START Exercise data
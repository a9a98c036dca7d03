//! folio-client: HTTP client for the portfolio chat service
//!
//! This crate holds the wire types, the error taxonomy and the `Transport`
//! seam the chat widget uses to reach the remote `/api/chat` endpoint.

pub mod endpoint;
pub mod error;
pub mod transport;
pub mod types;

pub use endpoint::{CHAT_PATH, DEFAULT_BASE_URL, Endpoint};
pub use error::{Error, Result};
pub use transport::{HttpTransport, Transport};
pub use types::*;
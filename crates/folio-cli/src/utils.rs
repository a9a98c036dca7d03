//! Shared utilities

/// Truncate a string to `max` characters, appending "..." if truncated.
/// Operates on Unicode char boundaries, not bytes.
pub fn truncate_chars(s: &str, max: usize) -> String {
    let mut chars = s.chars();
    let truncated: String = chars.by_ref().take(max).collect();
    if chars.next().is_some() {
        format!("{}...", truncated)
    } else {
        truncated
    }
}

/// Clamp a requested scroll offset (`usize::MAX` means "bottom") to content.
pub fn clamp_scroll(requested: usize, content_height: usize, viewport_height: usize) -> usize {
    requested.min(content_height.saturating_sub(viewport_height))
}
//! Error types for folio-client

use thiserror::Error;

/// Result type alias using folio-client Error
pub type Result<T> = std::result::Result<T, Error>;

/// Errors that can occur while talking to the chat service
#[derive(Error, Debug)]
pub enum Error {
    /// HTTP request failed (connect, DNS, timeout, body read)
    #[error("HTTP error: {0}")]
    Http(#[from] reqwest::Error),

    /// Response body was not JSON
    #[error("malformed response: {0}")]
    Json(#[from] serde_json::Error),

    /// Server answered with a non-success status and a body that is not JSON
    #[error("server returned {status}: {body}")]
    Status { status: u16, body: String },

    /// Server answered with a non-success status and a JSON body without a reply
    #[error("server returned {status} without a reply: {body}")]
    StatusWithoutReply { status: u16, body: String },

    /// Response parsed but carried no usable `reply`
    #[error("response did not contain a reply")]
    MissingReply,

    /// Request was cancelled before it settled
    #[error("request cancelled")]
    Cancelled,

    /// Invalid configuration
    #[error("Invalid configuration: {0}")]
    InvalidConfig(String),
}

impl Error {
    /// Whether the server answered but the body had no usable reply.
    ///
    /// These are the cases the reply policy decides on; everything else is a
    /// transport failure.
    pub fn is_malformed(&self) -> bool {
        matches!(
            self,
            Error::Json(_) | Error::MissingReply | Error::StatusWithoutReply { .. }
        )
    }

    /// Whether this error came from cancellation rather than the network
    pub fn is_cancelled(&self) -> bool {
        matches!(self, Error::Cancelled)
    }
}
END Exercise data
Print all entries again, exactly.

repository a9a98c036dca7d03
//! folio-client: HTTP client for the portfolio chat service
//!
//! This crate holds the wire types, the error taxonomy and the `Transport`
//! seam the chat widget uses to reach the remote `/api/chat` endpoint.

pub mod endpoint;
pub mod error;
pub mod transport;
pub mod types;

pub use endpoint::{CHAT_PATH, DEFAULT_BASE_URL, Endpoint};
pub use error::{Error, Result};
pub use transport::{HttpTransport, Transport};
pub use types::*;
filename crates/folio-cli/src/utils.rs
repository a9a98c036dca7d03
//! Shared utilities

/// Truncate a string to `max` characters, appending "..." if truncated.
/// Operates on Unicode char boundaries, not bytes.
pub fn truncate_chars(s: &str, max: usize) -> String {
    let mut chars = s.chars();
    let truncated: String = chars.by_ref().take(max).collect();
    if chars.next().is_some() {
        format!("{}...", truncated)
    } else {
        truncated
    }
}

/// Clamp a requested scroll offset (`usize::MAX` means "bottom") to content.
pub fn clamp_scroll(requested: usize, content_height: usize, viewport_height: usize) -> usize {
    requested.min(content_height.saturating_sub(viewport_height))
}
//! Error types for folio-client

use thiserror::Error;

/// Result type alias using folio-client Error
pub type Result<T> = std::result::Result<T, Error>;

/// Errors that can occur while talking to the chat service
#[derive(Error, Debug)]
pub enum Error {
    /// HTTP request failed (connect, DNS, timeout, body read)
    #[error("HTTP error: {0}")]
    Http(#[from] reqwest::Error),

    /// Response body was not JSON
    #[error("malformed response: {0}")]
    Json(#[from] serde_json::Error),

    /// Server answered with a non-success status and a body that is not JSON
    #[error("server returned {status}: {body}")]
    Status { status: u16, body: String },

    /// Server answered with a non-success status and a JSON body without a reply
    #[error("server returned {status} without a reply: {body}")]
    StatusWithoutReply { status: u16, body: String },

    /// Response parsed but carried no usable `reply`
    #[error("response did not contain a reply")]
    MissingReply,

    /// Request was cancelled before it settled
    #[error("request cancelled")]
    Cancelled,

    /// Invalid configuration
    #[error("Invalid configuration: {0}")]
    InvalidConfig(String),
}

impl Error {
    /// Whether the server answered but the body had no usable reply.
    ///
    /// These are the cases the reply policy decides on; everything else is a
    /// transport failure.
    pub fn is_malformed(&self) -> bool {
        matches!(
            self,
            Error::Json(_) | Error::MissingReply | Error::StatusWithoutReply { .. }
        )
    }

    /// Whether this error came from cancellation rather than the network
    pub fn is_cancelled(&self) -> bool {
        matches!(self, Error::Cancelled)
    }
}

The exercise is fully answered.